(Beginning of Stored data)

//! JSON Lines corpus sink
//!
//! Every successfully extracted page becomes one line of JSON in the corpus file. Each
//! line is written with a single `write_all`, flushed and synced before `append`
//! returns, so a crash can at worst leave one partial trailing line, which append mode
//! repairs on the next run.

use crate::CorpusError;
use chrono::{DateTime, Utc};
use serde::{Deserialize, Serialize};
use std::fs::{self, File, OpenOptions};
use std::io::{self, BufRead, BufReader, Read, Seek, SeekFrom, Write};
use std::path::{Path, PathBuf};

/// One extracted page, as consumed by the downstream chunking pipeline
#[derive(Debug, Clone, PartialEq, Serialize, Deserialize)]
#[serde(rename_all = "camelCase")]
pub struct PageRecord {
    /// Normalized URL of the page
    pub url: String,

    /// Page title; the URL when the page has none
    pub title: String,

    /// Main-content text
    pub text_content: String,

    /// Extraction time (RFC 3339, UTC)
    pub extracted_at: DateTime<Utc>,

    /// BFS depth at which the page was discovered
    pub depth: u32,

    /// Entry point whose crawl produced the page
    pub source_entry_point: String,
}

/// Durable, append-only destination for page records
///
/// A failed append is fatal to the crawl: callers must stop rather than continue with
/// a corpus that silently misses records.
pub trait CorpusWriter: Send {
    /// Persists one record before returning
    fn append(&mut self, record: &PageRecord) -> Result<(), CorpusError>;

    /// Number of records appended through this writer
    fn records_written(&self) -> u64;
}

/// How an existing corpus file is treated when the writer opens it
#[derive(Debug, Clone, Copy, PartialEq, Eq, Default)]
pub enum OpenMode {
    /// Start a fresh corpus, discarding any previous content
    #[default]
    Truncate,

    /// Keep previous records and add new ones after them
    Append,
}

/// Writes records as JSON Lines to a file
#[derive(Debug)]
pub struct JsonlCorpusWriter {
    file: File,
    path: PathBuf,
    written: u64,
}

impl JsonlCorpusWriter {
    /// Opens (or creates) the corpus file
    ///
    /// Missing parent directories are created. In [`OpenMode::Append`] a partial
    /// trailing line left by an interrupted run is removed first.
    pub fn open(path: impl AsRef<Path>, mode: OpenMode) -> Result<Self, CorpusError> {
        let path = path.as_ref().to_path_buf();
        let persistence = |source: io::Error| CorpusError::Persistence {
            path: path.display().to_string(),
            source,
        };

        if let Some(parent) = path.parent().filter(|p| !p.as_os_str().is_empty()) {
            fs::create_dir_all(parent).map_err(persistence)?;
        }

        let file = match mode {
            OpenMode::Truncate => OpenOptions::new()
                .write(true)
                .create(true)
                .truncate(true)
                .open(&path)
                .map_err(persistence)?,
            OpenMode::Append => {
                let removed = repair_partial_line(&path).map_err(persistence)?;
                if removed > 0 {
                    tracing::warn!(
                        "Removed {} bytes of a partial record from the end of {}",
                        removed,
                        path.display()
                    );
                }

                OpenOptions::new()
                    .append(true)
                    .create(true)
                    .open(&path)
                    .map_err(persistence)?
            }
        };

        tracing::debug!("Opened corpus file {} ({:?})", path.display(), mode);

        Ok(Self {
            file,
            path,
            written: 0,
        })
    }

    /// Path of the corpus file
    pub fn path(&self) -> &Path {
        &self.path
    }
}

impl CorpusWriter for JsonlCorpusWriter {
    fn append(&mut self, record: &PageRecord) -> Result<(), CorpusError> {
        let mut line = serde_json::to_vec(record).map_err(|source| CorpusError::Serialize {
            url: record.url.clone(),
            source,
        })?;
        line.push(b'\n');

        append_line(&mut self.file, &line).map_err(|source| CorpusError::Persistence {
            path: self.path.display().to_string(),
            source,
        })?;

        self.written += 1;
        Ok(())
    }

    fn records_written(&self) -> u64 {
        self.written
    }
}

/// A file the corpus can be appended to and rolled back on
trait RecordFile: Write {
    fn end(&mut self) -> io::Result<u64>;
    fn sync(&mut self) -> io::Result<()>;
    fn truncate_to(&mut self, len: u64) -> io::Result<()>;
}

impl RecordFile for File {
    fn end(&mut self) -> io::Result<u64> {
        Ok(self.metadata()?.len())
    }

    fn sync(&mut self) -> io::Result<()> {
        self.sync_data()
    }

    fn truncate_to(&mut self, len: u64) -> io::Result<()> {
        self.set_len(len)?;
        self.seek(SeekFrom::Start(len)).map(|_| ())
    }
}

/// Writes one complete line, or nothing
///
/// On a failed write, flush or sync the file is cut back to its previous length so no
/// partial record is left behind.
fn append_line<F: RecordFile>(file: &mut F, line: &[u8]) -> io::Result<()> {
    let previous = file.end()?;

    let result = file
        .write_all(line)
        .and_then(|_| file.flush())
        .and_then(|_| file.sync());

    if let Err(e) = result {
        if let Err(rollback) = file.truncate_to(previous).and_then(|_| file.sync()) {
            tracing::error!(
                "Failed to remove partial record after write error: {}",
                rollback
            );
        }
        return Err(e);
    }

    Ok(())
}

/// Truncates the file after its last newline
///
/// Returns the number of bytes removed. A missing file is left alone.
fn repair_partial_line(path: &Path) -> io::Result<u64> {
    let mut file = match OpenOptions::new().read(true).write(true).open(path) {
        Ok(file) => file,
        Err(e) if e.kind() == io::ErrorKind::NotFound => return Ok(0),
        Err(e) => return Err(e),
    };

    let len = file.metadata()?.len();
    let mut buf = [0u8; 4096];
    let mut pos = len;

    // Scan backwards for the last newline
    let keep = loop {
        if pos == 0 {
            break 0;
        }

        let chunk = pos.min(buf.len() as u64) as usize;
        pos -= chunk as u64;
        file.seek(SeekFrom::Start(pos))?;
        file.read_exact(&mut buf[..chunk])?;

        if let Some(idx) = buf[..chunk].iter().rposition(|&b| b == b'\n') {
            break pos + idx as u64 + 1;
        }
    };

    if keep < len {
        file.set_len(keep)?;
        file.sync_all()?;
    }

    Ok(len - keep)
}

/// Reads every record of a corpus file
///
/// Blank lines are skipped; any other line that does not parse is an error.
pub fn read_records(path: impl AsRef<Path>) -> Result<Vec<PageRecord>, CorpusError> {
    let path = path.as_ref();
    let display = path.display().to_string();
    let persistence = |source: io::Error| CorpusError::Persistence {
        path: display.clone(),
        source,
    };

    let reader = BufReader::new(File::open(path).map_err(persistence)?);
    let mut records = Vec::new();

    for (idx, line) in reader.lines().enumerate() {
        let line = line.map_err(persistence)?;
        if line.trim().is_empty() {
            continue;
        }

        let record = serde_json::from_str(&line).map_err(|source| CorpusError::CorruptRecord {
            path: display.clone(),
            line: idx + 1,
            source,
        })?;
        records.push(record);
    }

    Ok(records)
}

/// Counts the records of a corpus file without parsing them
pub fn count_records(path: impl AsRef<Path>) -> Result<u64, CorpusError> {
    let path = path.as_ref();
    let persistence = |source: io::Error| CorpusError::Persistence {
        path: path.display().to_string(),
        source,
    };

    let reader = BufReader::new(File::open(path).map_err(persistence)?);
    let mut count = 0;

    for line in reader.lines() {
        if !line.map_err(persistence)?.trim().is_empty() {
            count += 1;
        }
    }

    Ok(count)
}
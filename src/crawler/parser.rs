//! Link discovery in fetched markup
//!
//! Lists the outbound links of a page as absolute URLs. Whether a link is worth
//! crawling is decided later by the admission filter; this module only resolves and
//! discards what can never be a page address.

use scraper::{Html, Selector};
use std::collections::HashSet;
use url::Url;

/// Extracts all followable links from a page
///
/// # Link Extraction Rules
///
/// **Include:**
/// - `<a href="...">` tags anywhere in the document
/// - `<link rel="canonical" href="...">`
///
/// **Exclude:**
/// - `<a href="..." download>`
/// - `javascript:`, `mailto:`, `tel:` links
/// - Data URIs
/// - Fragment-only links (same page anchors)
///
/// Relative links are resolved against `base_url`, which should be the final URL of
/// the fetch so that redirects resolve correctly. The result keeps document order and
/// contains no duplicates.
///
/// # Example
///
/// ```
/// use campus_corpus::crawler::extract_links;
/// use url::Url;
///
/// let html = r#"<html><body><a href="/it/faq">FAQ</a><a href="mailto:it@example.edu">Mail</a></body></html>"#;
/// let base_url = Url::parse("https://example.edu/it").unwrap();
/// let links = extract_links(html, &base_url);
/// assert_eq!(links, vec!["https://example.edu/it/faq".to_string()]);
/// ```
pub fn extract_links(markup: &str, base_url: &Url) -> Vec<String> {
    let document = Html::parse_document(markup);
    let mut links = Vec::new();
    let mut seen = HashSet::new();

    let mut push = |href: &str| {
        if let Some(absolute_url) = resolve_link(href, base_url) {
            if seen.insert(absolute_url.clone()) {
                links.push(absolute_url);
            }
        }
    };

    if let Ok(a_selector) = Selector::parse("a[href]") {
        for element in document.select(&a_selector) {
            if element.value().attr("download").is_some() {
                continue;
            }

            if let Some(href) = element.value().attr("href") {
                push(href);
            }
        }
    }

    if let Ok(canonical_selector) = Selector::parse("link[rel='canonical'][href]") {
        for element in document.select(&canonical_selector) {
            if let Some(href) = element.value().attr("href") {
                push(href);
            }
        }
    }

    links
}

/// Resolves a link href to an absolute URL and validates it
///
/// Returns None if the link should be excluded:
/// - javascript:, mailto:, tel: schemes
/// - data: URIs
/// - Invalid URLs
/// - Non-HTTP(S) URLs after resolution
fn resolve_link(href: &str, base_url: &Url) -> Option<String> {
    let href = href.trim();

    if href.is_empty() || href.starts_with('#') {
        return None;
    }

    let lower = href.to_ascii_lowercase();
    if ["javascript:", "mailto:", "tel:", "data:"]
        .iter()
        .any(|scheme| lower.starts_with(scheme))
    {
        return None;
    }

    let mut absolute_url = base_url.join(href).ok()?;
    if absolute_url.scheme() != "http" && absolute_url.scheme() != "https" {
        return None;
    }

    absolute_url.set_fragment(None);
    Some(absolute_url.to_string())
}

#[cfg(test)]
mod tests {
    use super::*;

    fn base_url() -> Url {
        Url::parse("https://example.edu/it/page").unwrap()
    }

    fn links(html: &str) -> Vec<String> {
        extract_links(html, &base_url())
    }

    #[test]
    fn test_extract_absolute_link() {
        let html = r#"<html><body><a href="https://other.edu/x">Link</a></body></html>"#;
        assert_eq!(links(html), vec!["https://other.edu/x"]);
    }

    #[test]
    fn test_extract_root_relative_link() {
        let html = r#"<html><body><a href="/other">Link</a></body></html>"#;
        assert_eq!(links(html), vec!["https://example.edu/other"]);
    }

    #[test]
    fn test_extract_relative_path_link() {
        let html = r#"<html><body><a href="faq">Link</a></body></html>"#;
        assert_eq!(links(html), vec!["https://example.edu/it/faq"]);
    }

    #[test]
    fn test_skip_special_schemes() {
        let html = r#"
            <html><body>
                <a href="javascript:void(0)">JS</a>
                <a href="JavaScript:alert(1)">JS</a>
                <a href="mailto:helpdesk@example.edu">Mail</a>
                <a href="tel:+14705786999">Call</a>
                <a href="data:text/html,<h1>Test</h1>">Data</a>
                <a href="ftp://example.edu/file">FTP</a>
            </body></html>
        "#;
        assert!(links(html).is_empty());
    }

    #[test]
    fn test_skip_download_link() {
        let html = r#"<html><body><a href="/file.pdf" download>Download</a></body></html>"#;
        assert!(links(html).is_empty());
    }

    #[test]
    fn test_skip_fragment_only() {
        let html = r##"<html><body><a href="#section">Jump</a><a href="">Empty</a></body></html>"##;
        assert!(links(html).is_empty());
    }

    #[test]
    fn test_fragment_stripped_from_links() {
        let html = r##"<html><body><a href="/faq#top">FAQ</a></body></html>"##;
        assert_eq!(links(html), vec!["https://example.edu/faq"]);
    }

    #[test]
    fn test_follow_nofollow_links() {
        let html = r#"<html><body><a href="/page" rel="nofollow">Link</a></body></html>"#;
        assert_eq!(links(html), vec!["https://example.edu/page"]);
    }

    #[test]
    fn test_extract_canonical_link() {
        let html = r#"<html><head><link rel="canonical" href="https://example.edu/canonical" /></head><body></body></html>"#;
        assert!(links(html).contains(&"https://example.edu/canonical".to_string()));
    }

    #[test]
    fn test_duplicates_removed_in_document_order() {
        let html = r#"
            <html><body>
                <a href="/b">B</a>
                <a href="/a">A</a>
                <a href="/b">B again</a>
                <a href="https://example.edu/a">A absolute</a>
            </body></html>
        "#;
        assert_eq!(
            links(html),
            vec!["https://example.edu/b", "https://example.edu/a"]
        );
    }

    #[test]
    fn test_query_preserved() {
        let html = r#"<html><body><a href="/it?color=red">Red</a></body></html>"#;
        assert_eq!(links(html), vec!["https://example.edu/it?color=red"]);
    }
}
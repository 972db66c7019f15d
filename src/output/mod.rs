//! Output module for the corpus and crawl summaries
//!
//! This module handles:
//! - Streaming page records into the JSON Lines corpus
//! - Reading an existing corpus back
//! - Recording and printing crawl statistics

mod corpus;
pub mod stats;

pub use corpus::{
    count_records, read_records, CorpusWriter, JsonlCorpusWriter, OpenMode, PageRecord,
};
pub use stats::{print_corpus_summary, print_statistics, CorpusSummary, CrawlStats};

(End of Stored data)

Lines with the string "seen": pick each one out of the material and return it.

Exercise result:
    let mut seen = HashSet::new();
            if seen.insert(absolute_url.clone()) {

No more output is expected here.